Gillette in the making

It would change the course of her master's work at the University of Michigan. [4] She now went around studying college dorms at various institutions of the moment, developing a functional approach to student housing. Her work was so good that it would be used by the federal housing authority. Thus was the birth of "East Hall," which had some occupancy as early as 1952. Eventually, two wings would be added to the ends, "Gillette" (1959) and "Rothenbuler" (1964).

5. A Middle States team visit in 1953 would also have a significant impact on the college. For example, it called for a more adequate library, a better gym, and housing for male students. It suggested that a 30-hour teaching load a year--the norm then--was excessive (even a 24-hour load is sometimes considered on the high-end today). It suggested wages were one-half to two-thirds what faculty could get elsewhere.

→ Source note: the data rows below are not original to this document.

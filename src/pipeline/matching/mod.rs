pub mod external;
pub mod rag;
pub mod structured;

pub use external::*;
pub use rag::*;
pub use structured::*;

use serde::{Deserialize, Serialize};
use thiserror::Error;

use crate::db::DatabaseError;
use crate::models::MatchResult;
use crate::oracle::OracleError;
use crate::pipeline::retrieval::RetrievalError;

#[derive(Error, Debug)]
pub enum MatchError {
    #[error("Matching oracle error: {0}")]
    Oracle(#[from] OracleError),

    #[error("Catalog error during matching: {0}")]
    Database(#[from] DatabaseError),

    #[error("Retrieval error during matching: {0}")]
    Retrieval(#[from] RetrievalError),
}

/// Caller-selected matching strategy; the orchestrator dispatches on this
/// and is otherwise strategy-agnostic.
#[derive(Debug, Clone, Copy, PartialEq, Eq, Serialize, Deserialize)]
pub enum MatchStrategy {
    #[serde(rename = "external-generative")]
    ExternalGenerative,
    #[serde(rename = "catalog-internal-structured")]
    CatalogStructured,
    #[serde(rename = "retrieval-augmented-generative")]
    RetrievalAugmented,
}

impl Default for MatchStrategy {
    fn default() -> Self {
        MatchStrategy::ExternalGenerative
    }
}

/// Normalized result shape shared by all three strategies.
#[derive(Debug, Clone, Serialize, Deserialize)]
#[serde(rename_all = "camelCase")]
pub struct MatchOutcome {
    pub matches: Vec<MatchResult>,
    pub total_matches: usize,
    pub data_source: String,
    /// Narrative suggestions, only produced by the retrieval-augmented
    /// strategy.
    #[serde(skip_serializing_if = "Option::is_none")]
    pub suggestions: Option<String>,
}

pub(crate) const SOURCE_EXTERNAL_CATALOG: &str = "external-catalog";
pub(crate) const SOURCE_INTERNAL_CATALOG: &str = "internal-catalog";
pub(crate) const SOURCE_KNOWLEDGE_BASE: &str = "knowledge-base";
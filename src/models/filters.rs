use serde::{Deserialize, Serialize};

/// Conjunctive filter set for structured candidate search.
///
/// Each set field is ANDed against the catalog; `symptoms` is ORed within
/// itself against the free-text fields, then ANDed with the rest. Unset
/// fields are pass-through.
#[derive(Debug, Clone, Default, Serialize, Deserialize)]
#[serde(rename_all = "camelCase")]
pub struct CandidateFilter {
    pub business_tag: Option<String>,
    pub department: Option<String>,
    pub size_band: Option<String>,
    #[serde(default)]
    pub symptoms: Vec<String>,
}

impl CandidateFilter {
    pub fn is_empty(&self) -> bool {
        self.business_tag.is_none()
            && self.department.is_none()
            && self.size_band.is_none()
            && self.symptoms.is_empty()
    }
}
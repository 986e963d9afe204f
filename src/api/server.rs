use std::net::SocketAddr;

use tokio::sync::oneshot;

use super::router::api_router;
use super::types::ApiContext;

/// Handle to a running API server.
pub struct ServerHandle {
    pub addr: SocketAddr,
    shutdown_tx: Option<oneshot::Sender<()>>,
}

impl ServerHandle {
    /// Shut down the server gracefully.
    pub fn shutdown(&mut self) {
        if let Some(tx) = self.shutdown_tx.take() {
            let _ = tx.send(());
            tracing::info!("Server shutdown signal sent");
        }
    }
}

/// Bind the listener, mount the router, and spawn the server as a
/// background task. Port 0 binds an ephemeral port (used by tests).
pub async fn start_server(ctx: ApiContext, port: u16) -> Result<ServerHandle, String> {
    let listener = tokio::net::TcpListener::bind(SocketAddr::from(([0, 0, 0, 0], port)))
        .await
        .map_err(|e| format!("Failed to bind API server: {e}"))?;
    let addr = listener
        .local_addr()
        .map_err(|e| format!("Failed to get server address: {e}"))?;

    let app = api_router(ctx);
    let (shutdown_tx, shutdown_rx) = oneshot::channel::<()>();

    tokio::spawn(async move {
        let shutdown_signal = async move {
            let _ = shutdown_rx.await;
            tracing::info!("Server received shutdown signal");
        };

        tracing::info!(%addr, "API server started");

        if let Err(e) = axum::serve(listener, app)
            .with_graceful_shutdown(shutdown_signal)
            .await
        {
            tracing::error!("API server error: {e}");
        }

        tracing::info!("API server stopped");
    });

    Ok(ServerHandle {
        addr,
        shutdown_tx: Some(shutdown_tx),
    })
}
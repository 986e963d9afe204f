use std::sync::atomic::{AtomicU64, Ordering};

use rusqlite::Connection;
use tracing::warn;

use crate::db::repository::{insert_run, recent_runs};
use crate::db::DatabaseError;
use crate::models::RunLogEntry;

static DROPPED_WRITES: AtomicU64 = AtomicU64::new(0);

/// Best-effort execution logger over the catalog store.
///
/// `record` never fails outward: a write error is traced and counted, and
/// the pipeline outcome that triggered it is unaffected.
pub struct RunLogger<'a> {
    conn: &'a Connection,
}

impl<'a> RunLogger<'a> {
    pub fn new(conn: &'a Connection) -> Self {
        Self { conn }
    }

    pub fn record(&self, entry: &RunLogEntry) {
        if let Err(e) = insert_run(self.conn, entry) {
            DROPPED_WRITES.fetch_add(1, Ordering::Relaxed);
            warn!(run_id = %entry.id, error = %e, "Dropped run-log entry");
        }
    }

    pub fn recent(&self, limit: usize) -> Result<Vec<RunLogEntry>, DatabaseError> {
        recent_runs(self.conn, limit)
    }
}

/// Run-log writes dropped since process start.
pub fn dropped_writes() -> u64 {
    DROPPED_WRITES.load(Ordering::Relaxed)
}

#[cfg(test)]
mod tests {
    use super::*;
    use crate::db::sqlite::open_memory_database;

    #[test]
    fn record_persists_entry() {
        let conn = open_memory_database().unwrap();
        let logger = RunLogger::new(&conn);

        logger.record(&RunLogEntry::new("{\"companyName\":\"Acme\"}".into()));

        let runs = logger.recent(10).unwrap();
        assert_eq!(runs.len(), 1);
        assert_eq!(runs[0].request_payload, "{\"companyName\":\"Acme\"}");
    }

    #[test]
    fn record_swallows_write_failure() {
        let conn = open_memory_database().unwrap();
        conn.execute_batch("DROP TABLE pipeline_runs;").unwrap();
        let logger = RunLogger::new(&conn);

        let before = dropped_writes();
        // Missing table makes the insert fail; record must not panic.
        logger.record(&RunLogEntry::new("{}".into()));
        assert_eq!(dropped_writes(), before + 1);
    }
}
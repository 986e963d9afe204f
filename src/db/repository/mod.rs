pub mod candidate;
pub mod candidate_search;
pub mod challenge;
pub mod match_record;
pub mod run_log;

pub use candidate::*;
pub use candidate_search::*;
pub use challenge::*;
pub use match_record::*;
pub use run_log::*;
use std::sync::Arc;

use tracing_subscriber::EnvFilter;

use solvematch::api::{start_server, ApiContext};
use solvematch::config;
use solvematch::db::sqlite::open_database;
use solvematch::oracle::embedding::OllamaEmbedder;
use solvematch::oracle::llm::OllamaClient;
use solvematch::pipeline::ingest::store::SqliteVectorStore;

fn env_or(name: &str, default: &str) -> String {
    std::env::var(name).unwrap_or_else(|_| default.to_string())
}

#[tokio::main]
async fn main() -> Result<(), Box<dyn std::error::Error>> {
    tracing_subscriber::fmt()
        .with_env_filter(
            EnvFilter::try_from_default_env()
                .unwrap_or_else(|_| EnvFilter::new(config::default_log_filter())),
        )
        .init();

    let data_dir = config::app_data_dir();
    std::fs::create_dir_all(&data_dir)?;
    tracing::info!(path = %data_dir.display(), "Using data directory");

    let catalog = open_database(&config::catalog_db_path())?;
    let vectors = SqliteVectorStore::open(&config::vector_db_path(), config::EMBEDDING_DIM)?;

    let ollama_url = env_or("SOLVEMATCH_OLLAMA_URL", "http://localhost:11434");
    let llm_model = env_or("SOLVEMATCH_LLM_MODEL", "llama3.1");
    let embed_model = env_or("SOLVEMATCH_EMBED_MODEL", "nomic-embed-text");

    let llm = OllamaClient::new(&ollama_url, &llm_model, config::ORACLE_TIMEOUT_SECS)?;
    let embedder = OllamaEmbedder::new(
        &ollama_url,
        &embed_model,
        config::EMBEDDING_DIM,
        config::ORACLE_TIMEOUT_SECS,
    )?;
    tracing::info!(url = %ollama_url, llm = %llm_model, embed = %embed_model, "Oracle clients configured");

    let ctx = ApiContext::new(catalog, vectors, Arc::new(llm), Arc::new(embedder));

    let port: u16 = env_or("SOLVEMATCH_PORT", &config::DEFAULT_PORT.to_string())
        .parse()
        .unwrap_or(config::DEFAULT_PORT);
    let mut server = start_server(ctx, port).await?;
    tracing::info!(addr = %server.addr, "Solvematch listening");

    tokio::signal::ctrl_c().await?;
    tracing::info!("Shutting down");
    server.shutdown();
    Ok(())
}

Of course to make all these improvements would take lots and lots of money, which is always the problem.
Houghton Academy
One of the most immediate recommendations had to do with the high school part of the school. They recommended that it be separated from the college. And so in 1955, Houghton Academy became a separate and distinct entity, with Walden Tysinger as principal. A new building for the academy was built in 1958 at the location where "Vetville" had been.

Over the years it would especially draw international students, which of course has been very difficult during this COVID year. My wife is actually teaching sixth and seventh grade this year there.

In 1956, everything was going great for the college. An enrollment goal and cap was set at 1200. A plan was adopted for the Quad structure that exists to this day, and a new library and chapel building was planned for it. In 1957 ground was broken on the new chapel.

[1] Miriam Lemcio, Deo Volente: A Biography of Stephen Paine (1987), 130.

[2] Wing, 203.

[3] I'm not sure how to interpret Wing's comment that it was only after Paine's retirement that Feller was elected to the board (258) or that Frieda Gillette was only "interim" chair of the Division of History and Social Science for six years until she pushed Paine to make it permanent. Am I to infer that Paine had theological problems with women in leadership? If so, this was probably a reflection of his engagement with neo-evangelicalism and the Calvinist hegemony of the day.

[4] Interestingly, Michigan was in Houghton's regional territory within the Wesleyan Methodist Church at that time.